Dalla Val Trebbia la lezione di Giorgio Caproni
Giorgio Caproni è sepolto nel silenzioso cimiterino di Loco di Rovegno, in Val Trebbia, lungo la “route” numero 45 che da Genova conduce alla magnifica Bobbio e poi a Piacenza.
E’ un territorio verde, boscoso a perdita d’occhio, dove oggi i trekkers, i cicloturisti e i patiti della moto si danno convegno, incontrando via via sul loro percorso santuari, rifugi, buone trattorie…, dove assaggiare anzitutto la pasta e fagioli, i funghi con le patate, i canestrelli e le castagne. Sapori contadini, a cavallo tra Liguria ed Emilia, che non temono la modernità.
Nato a Livorno nel 1912, Caproni giunse a Genova ancora bambino.
La sua penna prolifica ci ha lasciato poesie toccanti, traduzioni (fra cui Louis Ferdinand Céline, 1964), nonché prose e saggi. L’opera in versi si sviluppa attraverso alcune raccolte decisive, “Come un’allegoria” (1936), “Cronistoria” (1943), “Stanze della funicolare” (1952), “Il passaggio di Enea” (1956), “Il seme del piangere” (1959). Nell’insieme, una lirica vicina alla gente e pur di cifra versificatoria alta, accuratissima.
Tra le pagine, sempre quella passione lacerante del narrare la dimensione genuina delle opere e del tempo, dei giorni e borghi rurali (come in una tela divisionista?), dei cari con cui condividere la vita. Stagione dopo stagione, prende così forma quell’audacia del vivere appartato, a tratti venato di malinconia, che Caproni descrisse e celebrò lungo tutta la sua maturità fisica e artistica, abitando un mondo che prima la guerra (Caproni militò nelle file della Resistenza) e poi il dopoguerra stesso avevano squassato e in gran parte svuotato. Gli episodi bellici emergono intensi ne “Il passaggio di Enea”, ma la frattura, il disorientamento, si avvertono soprattutto nel passaggio da forme classiche, quali il sonetto, a metriche viceversa frante, sofferte, talora inattese, tracce genetiche di una personalità che va confrontandosi con un tempo sempre meno decifrabile.
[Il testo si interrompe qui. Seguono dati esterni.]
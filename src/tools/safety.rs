//! Specialist hazard-assessment tools.
//!
//! Each assessment scores a scene description against a weighted keyword
//! table, maps the score to a severity tier, and dispatches the mock
//! collaborators when the tier warrants it. The agent loop only ever sees
//! the rendered summary string.

use serde_json::{Value, json};

use crate::tools::ToolSpec;
use crate::tools::notify::{dispatch_911, log_incident, send_sms_blast};
use crate::tools::schema::{JsonType, Parameters};

const MEDICAL_KEYWORDS: &[(&str, u32)] = &[
    ("chest pain", 10),
    ("heart attack", 10),
    ("unconscious", 10),
    ("not breathing", 10),
    ("arterial bleed", 10),
    ("severe bleeding", 9),
    ("seizure", 9),
    ("allergic reaction", 8),
    ("heat stroke", 8),
    ("diabetic emergency", 7),
    ("laceration", 7),
    ("sweating heavily", 6),
    ("confusion", 6),
    ("pale", 5),
];

const FIRE_KEYWORDS: &[(&str, u32)] = &[
    ("fire", 10),
    ("flames", 10),
    ("gas leak", 10),
    ("explosion", 10),
    ("smoke visible", 9),
    ("battery thermal", 9),
    ("fuel", 8),
    ("electrical overload", 8),
    ("ignition", 8),
    ("smoldering", 8),
    ("combustible", 7),
    ("oily rags", 7),
    ("sparks", 6),
    ("welding", 5),
];

const PPE_KEYWORDS: &[(&str, u32)] = &[
    ("no harness", 10),
    ("no fall protection", 10),
    ("no hard hat", 9),
    ("missing hard hat", 9),
    ("without hard hat", 9),
    ("no high-vis", 8),
    ("no vest", 8),
    ("no respirator", 8),
    ("no safety glasses", 7),
    ("no hearing protection", 6),
    ("improper ppe", 6),
];

fn score_keywords<'a>(description: &str, table: &[(&'a str, u32)]) -> (u32, Vec<&'a str>) {
    let lowered = description.to_lowercase();
    let mut score = 0;
    let mut matched = Vec::new();

    for (keyword, weight) in table {
        if lowered.contains(keyword) {
            score += weight;
            matched.push(*keyword);
        }
    }

    (score, matched)
}

fn severity_tier(score: u32, critical_at: u32, high_at: u32) -> &'static str {
    if score >= critical_at {
        "CRITICAL"
    } else if score >= high_at {
        "HIGH"
    } else {
        "MODERATE"
    }
}

/// Scores a scene for medical emergencies; CRITICAL/HIGH severity dispatches
/// 911 and logs the incident.
pub fn assess_medical_hazard(description: &str) -> String {
    let (score, conditions) = score_keywords(description, MEDICAL_KEYWORDS);

    if score == 0 {
        return "No immediate medical emergency detected. Continue routine health monitoring."
            .to_string();
    }

    let severity = severity_tier(score, 15, 8);
    let mut lines = vec![
        format!("MEDICAL EMERGENCY DETECTED - Severity: {severity}"),
        format!("Conditions identified: {}", conditions.join(", ")),
    ];

    if severity != "MODERATE" {
        let call = dispatch_911(
            "Construction Site - GPS coordinates logged",
            "Medical Emergency",
            &format!("Worker showing signs of: {}", conditions.join(", ")),
        );
        lines.push(format!("911 DISPATCHED - Call ID: {}", call.call_id));
        lines.push(format!("ETA: {}", call.estimated_arrival));
        lines.push(format!("Units: {}", call.units_dispatched.join(", ")));

        let incident = log_incident(
            "Medical Emergency",
            severity,
            json!({"conditions": conditions, "score": score}),
        );
        lines.push(format!("Incident logged: {}", incident.incident_id));
    }

    lines.push("IMMEDIATE ACTIONS:".to_string());
    lines.push("1. Do not move the worker unless immediate danger present".to_string());
    lines.push("2. Assign first aid responder to stay with worker".to_string());
    lines.push("3. Clear area and prepare for EMS arrival".to_string());

    lines.join("\n")
}

/// Scores a scene for fire hazards; CRITICAL/HIGH risk dispatches the fire
/// department and logs the incident.
pub fn assess_fire_hazard(description: &str) -> String {
    let (score, hazards) = score_keywords(description, FIRE_KEYWORDS);

    if score == 0 {
        return "No active fire hazards detected. Maintain fire prevention protocols.".to_string();
    }

    let severity = severity_tier(score, 15, 8);
    let mut lines = vec![
        format!("FIRE HAZARD DETECTED - Risk Level: {severity}"),
        format!("Hazards identified: {}", hazards.join(", ")),
    ];

    if severity != "MODERATE" {
        let call = dispatch_911(
            "Construction Site - Building/zone coordinates logged",
            "Fire Emergency",
            &format!("Fire hazard: {}", hazards.join(", ")),
        );
        lines.push(format!(
            "FIRE DEPARTMENT DISPATCHED - Call ID: {}",
            call.call_id
        ));
        lines.push(format!("ETA: {}", call.estimated_arrival));

        let incident = log_incident(
            "Fire Hazard",
            severity,
            json!({"hazards": hazards, "risk_score": score}),
        );
        lines.push(format!("Fire incident logged: {}", incident.incident_id));
    }

    lines.push("IMMEDIATE ACTIONS:".to_string());
    lines.push("1. Evacuate immediate area".to_string());
    lines.push("2. Use fire extinguisher only if safe and trained".to_string());
    lines.push("3. Activate fire alarm system".to_string());
    lines.push("4. Account for all personnel at muster point".to_string());

    lines.join("\n")
}

/// Scores a scene for PPE violations; every detection is logged, CRITICAL
/// severity issues a work stoppage.
pub fn assess_ppe_compliance(description: &str) -> String {
    let (score, violations) = score_keywords(description, PPE_KEYWORDS);

    if score == 0 {
        return "PPE compliance satisfactory. Continue monitoring.".to_string();
    }

    let severity = severity_tier(score, 9, 6);
    let mut lines = vec![
        format!("PPE VIOLATION DETECTED - Severity: {severity}"),
        format!("Violations: {}", violations.join(", ")),
    ];

    let incident = log_incident(
        "PPE Compliance Violation",
        severity,
        json!({"violations": violations, "violation_score": score}),
    );
    lines.push(format!("Violation logged: {}", incident.incident_id));

    if severity == "CRITICAL" {
        lines.push("WORK STOPPAGE ISSUED".to_string());
        lines.push("Site supervisor and safety manager notified".to_string());
    }

    lines.push("COMPLIANCE ACTIONS:".to_string());
    lines.push("1. Stop worker - no entry to hazard area".to_string());
    lines.push("2. Provide required PPE immediately".to_string());
    lines.push("3. Document violation and retrain on PPE requirements".to_string());

    lines.join("\n")
}

/// SMS blast wrapper returning a delivery summary.
pub fn send_site_alert(message: &str, urgency: &str) -> String {
    let batch = send_sms_blast(message, urgency);

    [
        "SITE-WIDE ALERT SENT".to_string(),
        format!("Batch ID: {}", batch.batch_id),
        format!("Total Recipients: {} personnel", batch.total_sent),
        "Delivery Status: ALL DELIVERED".to_string(),
        format!("Message sent: \"{message}\""),
    ]
    .join("\n")
}

fn description_argument(args: &Value) -> String {
    args.get("description")
        .and_then(Value::as_str)
        .unwrap_or_default()
        .to_string()
}

pub fn medical_hazard_tool() -> ToolSpec {
    ToolSpec::new(
        "assess_medical_hazard",
        "Detect medical emergencies in a scene and dispatch emergency services if needed",
    )
    .with_parameters(Parameters::new().required(
        "description",
        JsonType::String,
        "Description of the scene to assess",
    ))
    .with_handler(|args| async move {
        Ok(json!(assess_medical_hazard(&description_argument(&args))))
    })
}

pub fn fire_hazard_tool() -> ToolSpec {
    ToolSpec::new(
        "assess_fire_hazard",
        "Detect fire hazards in a scene and alert fire services if needed",
    )
    .with_parameters(Parameters::new().required(
        "description",
        JsonType::String,
        "Description of the scene to assess",
    ))
    .with_handler(|args| async move { Ok(json!(assess_fire_hazard(&description_argument(&args)))) })
}

pub fn ppe_compliance_tool() -> ToolSpec {
    ToolSpec::new(
        "assess_ppe_compliance",
        "Detect PPE violations in a scene and enforce compliance",
    )
    .with_parameters(Parameters::new().required(
        "description",
        JsonType::String,
        "Description of the scene to assess",
    ))
    .with_handler(|args| async move {
        Ok(json!(assess_ppe_compliance(&description_argument(&args))))
    })
}

pub fn site_alert_tool() -> ToolSpec {
    ToolSpec::new(
        "send_site_alert",
        "Send an SMS notification to site personnel about a safety hazard",
    )
    .with_parameters(
        Parameters::new()
            .required("alert_message", JsonType::String, "The alert text to send")
            .optional(
                "urgency_level",
                JsonType::String,
                "CRITICAL, HIGH, MODERATE, or LOW (defaults to HIGH)",
            ),
    )
    .with_handler(|args| async move {
        let message = args
            .get("alert_message")
            .and_then(Value::as_str)
            .unwrap_or_default();
        let urgency = args
            .get("urgency_level")
            .and_then(Value::as_str)
            .unwrap_or("HIGH");
        Ok(json!(send_site_alert(message, urgency)))
    })
}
Balena per fortuna il tema “metafisico”, ed insieme quotidiano, del rifugio: l’ascensore di Castelletto a Genova che - quasi metafora di un transito esistenziale - potrebbe condurre il poeta in paradiso; la Val Trebbia dove ancora è dato vivere felici, fra valori semplici, e lontano dagli ingannevoli clamori; l’insegnamento nella scuola elementare di Loco, a contatto con la tenerezza dei bambini; e last not least la figura della moglie (Rosa nella realtà anagrafica, Rina nelle composizioni del marito), donna intesa come simbolo di protezione e di tenacia, di decenza quotidiana.
Giorgio Caproni morì a Roma nel 1990. Una targa nella natìa Livorno lo ricorda come “poeta delicato e forte”. In Liguria, da alcuni anni gli è intitolato a Montebruno e dintorni quel Parco Culturale che permette al visitatore non frettoloso un’esperienza letteraria ed escursionistica di valore. I Parchi letterari, come noto, celebrano con percorsi, pannelli e “tappe” le figure di romanzieri, poeti ecc. che sono nati/hanno vissuto in quel luogo. Sono aggregati di paesaggi, sentieri, ruralità, case…che si legano alla biografia o all’opera dello scrittore, che l’hanno “ospitato” o ispirato. Quasi sempre vi si organizzano passeggiate con letture. Agli Amici di BioVoci il volume-viaggio che suggerisco è stavolta Pagliani-Marcarini, Route 45: la val Trebbia. Una strada tra civiltà e paesaggio, ed. Diabasis, Stradello S. Girolamo (PR), 2009.